4 Aug. |
118. The Same to the Same.
I wrote to your Majesty by Don Juan Pacheco, and since then
Secretary Cecil, the bishop of Valence, and M. de Randau, have
arrived in London, and I have spoken to them several times. The
French have told me lately how dissatisfied they are with what has
been done about Scotland and say, in effect, that their King will
never consent that the Queen of England shall have any influence
in that country, either as ally and friend of the people or even as
intercessor which is the character they have been forced to grant her
by the provisional treaty. They refer to a clause in which they
agree with the Queen that by her intercession the king of France
promises certain things touching the freedom of the country, and
the Queen wished that the King's promise in this respect should
also be pledged to her, in order that she might be able to call the
king of France to account in case the promise were not fulfilled to
the Scots. I understand that the Queen wrote to her Commissioners
when they were in treaty, that, in any case, she wished the French
distinctly to acknowledge the open union and alliance which existed
between her and the Scots, but the Commissioners seeing that this
would cause the whole agreement to fall through, Cecil devised this
other plan which will have the effect of enabling the Queen as trustee
and next friend to make the Frenchman keep his word to the Scots,
so that indirectly she has got the alliance she claimed, and has
entered into some arrangement with the Scots for mutual defence.

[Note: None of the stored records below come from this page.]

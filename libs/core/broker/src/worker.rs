//! Worker pool and the per-loop consumption cycle.
//!
//! Each loop repeats:
//! 1. stop if shutdown was requested
//! 2. wait while the link is reconnecting
//! 3. pull one delivery with a bounded wait
//! 4. hold it until its `deliver_at`, if it arrived early
//! 5. run the middleware pipeline and settle the outcome with the transport
//!
//! Shutdown is cooperative: a loop finishes the message it holds before exiting.

use crate::abandon::{AbandonHandler, Abandoned};
use crate::error::TransportError;
use crate::handler::Handler;
use crate::link::{Connectivity, Link};
use crate::message::Delivery;
use crate::metrics::BrokerMetrics;
use crate::retry::{RetryDecision, RetryPolicy};
use crate::transport::Transport;
use chrono::Utc;
use std::sync::atomic::{AtomicUsize, Ordering};
use std::sync::Arc;
use std::time::{Duration, Instant};
use tokio::sync::watch;
use tokio::task::JoinHandle;
use tracing::{debug, error, info, warn};

/// Back-off after an unexpected (non-connection) receive error.
const RECEIVE_ERROR_PAUSE: Duration = Duration::from_millis(100);

/// Everything a worker loop needs, shared by all loops.
pub(crate) struct Dispatcher {
    pub(crate) transport: Arc<dyn Transport>,
    pub(crate) pipeline: Arc<dyn Handler>,
    pub(crate) retry: Arc<RetryPolicy>,
    pub(crate) abandon: Arc<dyn AbandonHandler>,
    pub(crate) metrics: BrokerMetrics,
    pub(crate) link: Arc<Link>,
    pub(crate) active: Arc<AtomicUsize>,
    pub(crate) receive_timeout: Duration,
}

impl Dispatcher {
    async fn run_loop(self: Arc<Self>, index: usize, mut shutdown: watch::Receiver<bool>) {
        debug!(worker = index, queue = %self.metrics.queue(), "Worker loop started");

        loop {
            if *shutdown.borrow() {
                break;
            }

            if !self.link.is_connected() {
                let mut link_rx = self.link.subscribe();
                tokio::select! {
                    changed = shutdown.changed() => {
                        if changed.is_err() {
                            break;
                        }
                    }
                    _ = link_rx.wait_for(|s| *s == Connectivity::Connected) => {}
                }
                continue;
            }

            // Not raced against shutdown: a cancelled receive could strand a
            // delivery the backend already handed out. The wait is bounded instead.
            match self.transport.receive(self.receive_timeout).await {
                Ok(Some(delivery)) => self.process(delivery, &mut shutdown).await,
                Ok(None) => {}
                Err(TransportError::Closed) => break,
                Err(e) if e.is_connection() => self.link.report_lost(&e),
                Err(e) => {
                    error!(worker = index, error = %e, "Error receiving message");
                    tokio::time::sleep(RECEIVE_ERROR_PAUSE).await;
                }
            }
        }

        let remaining = self.active.fetch_sub(1, Ordering::SeqCst).saturating_sub(1);
        self.metrics.active_workers(remaining);
        debug!(worker = index, "Worker loop stopped");
    }

    async fn process(&self, delivery: Delivery, shutdown: &mut watch::Receiver<bool>) {
        self.metrics.received();

        if let Some(wait) = time_until_due(&delivery) {
            debug!(message_id = %delivery.message.id, wait_ms = wait.as_millis() as u64, "Holding early message");
            tokio::select! {
                _ = tokio::time::sleep(wait) => {}
                _ = shutdown.changed() => {
                    // Not started yet; hand it back rather than finishing early.
                    let requeued = self.transport.nack(&delivery, true).await;
                    self.settle(requeued, &delivery, "requeue held message");
                    return;
                }
            }
        }

        let message = &delivery.message;
        self.retry.record_attempt(message);
        let start = Instant::now();

        let error = match self.pipeline.handle(message).await {
            Ok(()) => {
                self.metrics.handled(start.elapsed());
                self.retry.complete(&message.id);
                let acked = self.transport.ack(&delivery).await;
                self.settle(acked, &delivery, "ack");
                return;
            }
            Err(error) => error,
        };

        self.metrics.failed(error.category().as_str());

        match self.retry.on_failure(message, &error) {
            RetryDecision::Retry { attempt } => {
                debug!(
                    message_id = %message.id,
                    name = %message.name,
                    attempt,
                    max = self.retry.max_reconsume(),
                    error = %error,
                    "Requeueing failed message"
                );

                let mut retry = delivery.clone();
                retry.message.reconsume_count = attempt;
                self.metrics.requeued();

                let requeued = self.transport.nack(&retry, true).await;
                self.settle(requeued, &delivery, "requeue");
            }
            RetryDecision::Abandon { attempts } => {
                warn!(
                    message_id = %message.id,
                    name = %message.name,
                    attempts,
                    error = %error,
                    "Abandoning message"
                );
                self.metrics.abandoned();

                let acked = self.transport.ack(&delivery).await;
                self.settle(acked, &delivery, "ack abandoned");

                self.abandon
                    .on_abandoned(Abandoned {
                        message: delivery.message,
                        attempts,
                        error,
                    })
                    .await;
            }
        }
    }

    /// Log a failed ack/nack and report connection loss. The delivery stays with the
    /// backend, which redelivers it according to its own rules.
    fn settle(&self, result: Result<(), TransportError>, delivery: &Delivery, action: &str) {
        let Err(e) = result else {
            return;
        };

        if e.is_connection() {
            self.link.report_lost(&e);
        }
        warn!(
            message_id = %delivery.message.id,
            tag = %delivery.tag,
            action,
            error = %e,
            "Failed to settle delivery"
        );
    }
}

/// How long until the delivery is due, if it arrived early.
fn time_until_due(delivery: &Delivery) -> Option<Duration> {
    let due = delivery.message.deliver_at?;
    (due - Utc::now()).to_std().ok().filter(|wait| !wait.is_zero())
}

/// A fixed set of worker loops sharing one dispatcher.
pub(crate) struct WorkerPool {
    shutdown_tx: watch::Sender<bool>,
    tasks: Vec<JoinHandle<()>>,
}

impl WorkerPool {
    /// Spawn exactly `concurrency` loops.
    pub(crate) fn start(dispatcher: Arc<Dispatcher>, concurrency: usize) -> Self {
        let concurrency = concurrency.max(1);
        let (shutdown_tx, shutdown_rx) = watch::channel(false);

        // Counted before spawning so callers observe the full pool right away.
        dispatcher.active.fetch_add(concurrency, Ordering::SeqCst);
        dispatcher.metrics.active_workers(concurrency);

        let tasks = (0..concurrency)
            .map(|index| tokio::spawn(dispatcher.clone().run_loop(index, shutdown_rx.clone())))
            .collect();

        info!(
            queue = %dispatcher.metrics.queue(),
            concurrency,
            "Worker pool started"
        );

        Self { shutdown_tx, tasks }
    }

    /// Signal every loop and wait for all of them to finish their current message.
    pub(crate) async fn stop(self) {
        let _ = self.shutdown_tx.send(true);

        for task in self.tasks {
            if let Err(e) = task.await {
                error!(error = %e, "Worker loop ended abnormally");
            }
        }

        info!("Worker pool stopped");
    }
}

Although the French saw through Cecil's design they thought best
to dissemble and pretend not to see ; so as to enable them to say, as
they do now, that they knew nothing of this alliance, and will not
agree to it. In the meanwhile they have withdrawn their troops
from Leith, which is exactly what they wanted to do, as they (the
troops) were without food, and there was no intention of relieving
them by force, whereas, on the other hand, the English desired
nothing better than that the Scots should crush these troops, so
that the hate and distrust between them should be perpetual and
irreconcilable. They have given me many reasons why the King
their master is not bound to agree to what the Queen claims by
virtue of this clause, namely, an alliance with the Scots. The first
is that, as they were prisoners under guard all the time they were in
Scotland settling the terms of peace, and were not allowed to speak
a word with the Scots or anybody else, they negotiated as prisoners
and are not now bound by anything they agreed to under duress.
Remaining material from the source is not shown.